June 18, 2026, 3:51 PM UTC

The Trump administration must continue providing transgender prison inmates gender-affirming care, a federal judge said.

Judge Royce C. Lamberth issued a preliminary injunction Wednesday in the US District Court for the District of Columbia blocking the Bureau of Prison’s February guidance that he said would impose a “near total ban on gender-affirming care.” The order came hours after a federal appeals court stayed Lamberth’s earlier injunction, which barred the agency from implementing a 2025 policy pursuant to an executive order prohibiting the use of federal funds for gender-affirming treatments. That policy became defunct after the administration issued the updated guidance in February.
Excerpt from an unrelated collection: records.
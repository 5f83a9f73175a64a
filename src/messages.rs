//! Wire messages exchanged between client and server.
//!
//! Every message is a multi-frame record. Frame 0 is an ASCII command tag;
//! the remaining frames are positional arguments. Integers are big-endian
//! and fixed width, strings are UTF-8, metadata is UTF-8 JSON text.
//!
//! The codec is strict: a wrong frame count, an unknown tag, an integer
//! frame of the wrong length, or invalid UTF-8 in a declared string field
//! all reject the message. Unknown tags indicate version skew and are a
//! protocol error, not something to skip.

use crate::error::UploadError;
use bytes::Bytes;

/// Last-chunk marker on `post-chunk`. All other flag bits must be zero.
pub const FLAG_LAST_CHUNK: u32 = 1;

/// Length of the SHA-256 trailer frame in bytes.
pub const CHECKSUM_LEN: usize = 32;

/// Messages sent by the client.
#[derive(Debug, Clone, PartialEq, Eq)]
pub enum ClientMessage {
    /// Announces a new upload: flags (reserved, zero), filename, metadata.
    PostFile {
        flags: u32,
        filename: String,
        meta: String,
    },
    /// Carries one chunk of file data at the given byte offset.
    ///
    /// The checksum trailer is present iff `flags & FLAG_LAST_CHUNK` is set
    /// and covers the whole file.
    PostChunk {
        flags: u32,
        seek: u64,
        data: Bytes,
        checksum: Option<[u8; CHECKSUM_LEN]>,
    },
    /// Asks the server for the current write offset and credit.
    QueryStatus,
    /// Reports a client-side failure.
    Error { code: u32, msg: String },
}

/// Messages sent by the server.
#[derive(Debug, Clone, PartialEq, Eq)]
pub enum ServerMessage {
    /// Accepts an upload and hands out the negotiated parameters.
    UploadApproved {
        credit: u32,
        chunksize: u32,
        maxqueue: u32,
    },
    /// Grants additional send credit.
    TransferCredit { amount: u32 },
    /// Authoritative statement of the persisted offset and current credit.
    StatusReport { seek: u64, credit: u32 },
    /// The upload was committed under the given id.
    UploadFinished { upload_id: String },
    /// Reports a server-side failure.
    Error { code: u32, msg: String },
}

impl ClientMessage {
    /// Whether this is a `post-chunk` with the last-chunk bit set.
    pub fn is_last_chunk(&self) -> bool {
        matches!(self, ClientMessage::PostChunk { flags, .. } if flags & FLAG_LAST_CHUNK != 0)
    }

    /// Encodes the message into wire frames.
    pub fn encode(&self) -> Vec<Bytes> {
        match self {
            ClientMessage::PostFile {
                flags,
                filename,
                meta,
            } => vec![
                Bytes::from_static(b"post-file"),
                Bytes::copy_from_slice(&flags.to_be_bytes()),
                Bytes::copy_from_slice(filename.as_bytes()),
                Bytes::copy_from_slice(meta.as_bytes()),
            ],
            ClientMessage::PostChunk {
                flags,
                seek,
                data,
                checksum,
            } => {
                let mut frames = vec![
                    Bytes::from_static(b"post-chunk"),
                    Bytes::copy_from_slice(&flags.to_be_bytes()),
                    Bytes::copy_from_slice(&seek.to_be_bytes()),
                    data.clone(),
                ];
                if let Some(sum) = checksum {
                    frames.push(Bytes::copy_from_slice(sum));
                }
                frames
            }
            ClientMessage::QueryStatus => vec![Bytes::from_static(b"query-status")],
            ClientMessage::Error { code, msg } => vec![
                Bytes::from_static(b"error"),
                Bytes::copy_from_slice(&code.to_be_bytes()),
                Bytes::copy_from_slice(msg.as_bytes()),
            ],
        }
    }

    /// Decodes wire frames into a client message.
    pub fn decode(frames: &[Bytes]) -> Result<Self, UploadError> {
        let tag = frames
            .first()
            .ok_or_else(|| protocol("empty message"))?
            .as_ref();
        match tag {
            b"post-file" => {
                expect_frames(frames, 4)?;
                Ok(ClientMessage::PostFile {
                    flags: be_u32(&frames[1], "flags")?,
                    filename: utf8(&frames[2], "filename")?,
                    meta: utf8(&frames[3], "meta")?,
                })
            }
            b"post-chunk" => {
                if frames.len() < 4 {
                    return Err(protocol("post-chunk needs at least 4 frames"));
                }
                let flags = be_u32(&frames[1], "flags")?;
                if flags & !FLAG_LAST_CHUNK != 0 {
                    return Err(protocol("post-chunk carries unknown flag bits"));
                }
                let seek = be_u64(&frames[2], "seek")?;
                let data = frames[3].clone();
                let is_last = flags & FLAG_LAST_CHUNK != 0;
                let checksum = if is_last {
                    expect_frames(frames, 5)?;
                    let sum = frames[4].as_ref();
                    if sum.len() != CHECKSUM_LEN {
                        return Err(protocol("checksum trailer must be 32 bytes"));
                    }
                    let mut out = [0u8; CHECKSUM_LEN];
                    out.copy_from_slice(sum);
                    Some(out)
                } else {
                    expect_frames(frames, 4)?;
                    None
                };
                Ok(ClientMessage::PostChunk {
                    flags,
                    seek,
                    data,
                    checksum,
                })
            }
            b"query-status" => {
                expect_frames(frames, 1)?;
                Ok(ClientMessage::QueryStatus)
            }
            b"error" => {
                expect_frames(frames, 3)?;
                Ok(ClientMessage::Error {
                    code: be_u32(&frames[1], "code")?,
                    msg: utf8(&frames[2], "msg")?,
                })
            }
            other => Err(protocol(&format!(
                "unknown command tag: {}",
                String::from_utf8_lossy(other)
            ))),
        }
    }
}

impl ServerMessage {
    /// Encodes the message into wire frames.
    pub fn encode(&self) -> Vec<Bytes> {
        match self {
            ServerMessage::UploadApproved {
                credit,
                chunksize,
                maxqueue,
            } => vec![
                Bytes::from_static(b"upload-approved"),
                Bytes::copy_from_slice(&credit.to_be_bytes()),
                Bytes::copy_from_slice(&chunksize.to_be_bytes()),
                Bytes::copy_from_slice(&maxqueue.to_be_bytes()),
            ],
            ServerMessage::TransferCredit { amount } => vec![
                Bytes::from_static(b"transfer-credit"),
                Bytes::copy_from_slice(&amount.to_be_bytes()),
            ],
            ServerMessage::StatusReport { seek, credit } => vec![
                Bytes::from_static(b"status-report"),
                Bytes::copy_from_slice(&seek.to_be_bytes()),
                Bytes::copy_from_slice(&credit.to_be_bytes()),
            ],
            ServerMessage::UploadFinished { upload_id } => vec![
                Bytes::from_static(b"upload-finished"),
                Bytes::copy_from_slice(upload_id.as_bytes()),
            ],
            ServerMessage::Error { code, msg } => vec![
                Bytes::from_static(b"error"),
                Bytes::copy_from_slice(&code.to_be_bytes()),
                Bytes::copy_from_slice(msg.as_bytes()),
            ],
        }
    }

    /// Decodes wire frames into a server message.
    pub fn decode(frames: &[Bytes]) -> Result<Self, UploadError> {
        let tag = frames
            .first()
            .ok_or_else(|| protocol("empty message"))?
            .as_ref();
        match tag {
            b"upload-approved" => {
                expect_frames(frames, 4)?;
                Ok(ServerMessage::UploadApproved {
                    credit: be_u32(&frames[1], "credit")?,
                    chunksize: be_u32(&frames[2], "chunksize")?,
                    maxqueue: be_u32(&frames[3], "maxqueue")?,
                })
            }
            b"transfer-credit" => {
                expect_frames(frames, 2)?;
                Ok(ServerMessage::TransferCredit {
                    amount: be_u32(&frames[1], "amount")?,
                })
            }
            b"status-report" => {
                expect_frames(frames, 3)?;
                Ok(ServerMessage::StatusReport {
                    seek: be_u64(&frames[1], "seek")?,
                    credit: be_u32(&frames[2], "credit")?,
                })
            }
            b"upload-finished" => {
                expect_frames(frames, 2)?;
                Ok(ServerMessage::UploadFinished {
                    upload_id: utf8(&frames[1], "upload_id")?,
                })
            }
            b"error" => {
                expect_frames(frames, 3)?;
                Ok(ServerMessage::Error {
                    code: be_u32(&frames[1], "code")?,
                    msg: utf8(&frames[2], "msg")?,
                })
            }
            other => Err(protocol(&format!(
                "unknown command tag: {}",
                String::from_utf8_lossy(other)
            ))),
        }
    }
}

fn protocol(msg: &str) -> UploadError {
    UploadError::Protocol(msg.to_string())
}

fn expect_frames(frames: &[Bytes], want: usize) -> Result<(), UploadError> {
    if frames.len() != want {
        return Err(protocol(&format!(
            "wrong frame count: expected {want}, got {}",
            frames.len()
        )));
    }
    Ok(())
}

fn be_u32(frame: &Bytes, field: &str) -> Result<u32, UploadError> {
    let bytes: [u8; 4] = frame
        .as_ref()
        .try_into()
        .map_err(|_| protocol(&format!("field {field} must be 4 bytes")))?;
    Ok(u32::from_be_bytes(bytes))
}

fn be_u64(frame: &Bytes, field: &str) -> Result<u64, UploadError> {
    let bytes: [u8; 8] = frame
        .as_ref()
        .try_into()
        .map_err(|_| protocol(&format!("field {field} must be 8 bytes")))?;
    Ok(u64::from_be_bytes(bytes))
}

fn utf8(frame: &Bytes, field: &str) -> Result<String, UploadError> {
    String::from_utf8(frame.to_vec())
        .map_err(|_| protocol(&format!("field {field} is not valid UTF-8")))
}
  • The US Court of Appeals for the DC Circuit on Wednesday stayed Lamberth’s May order extending his injunction from last year to include the new guidance, finding he appeared to rely on “amorphous considerations” rather than standard preliminary injunction factors
  • Lamberth said Wednesday that the updated policy is arbitrary and capricious under the Administrative Procedure Act because the government “cites zero evidence” from its medical professional to support its conclusions that gender dysphoria care isn’t medically necessary and unproven
  • The policy is also objectively unreasonable, Lamberth said, given the evidence before the agency suggesting that denying gender-affirming care when medically necessary can negatively impact mental health

The American Civil Liberties Union Foundation of the District of Columbia and the Transgender Law Center represent the plaintiffs.

The case is Kingdom v. Trump, D.D.C., No. 1:25-cv-00691, 6/17/26.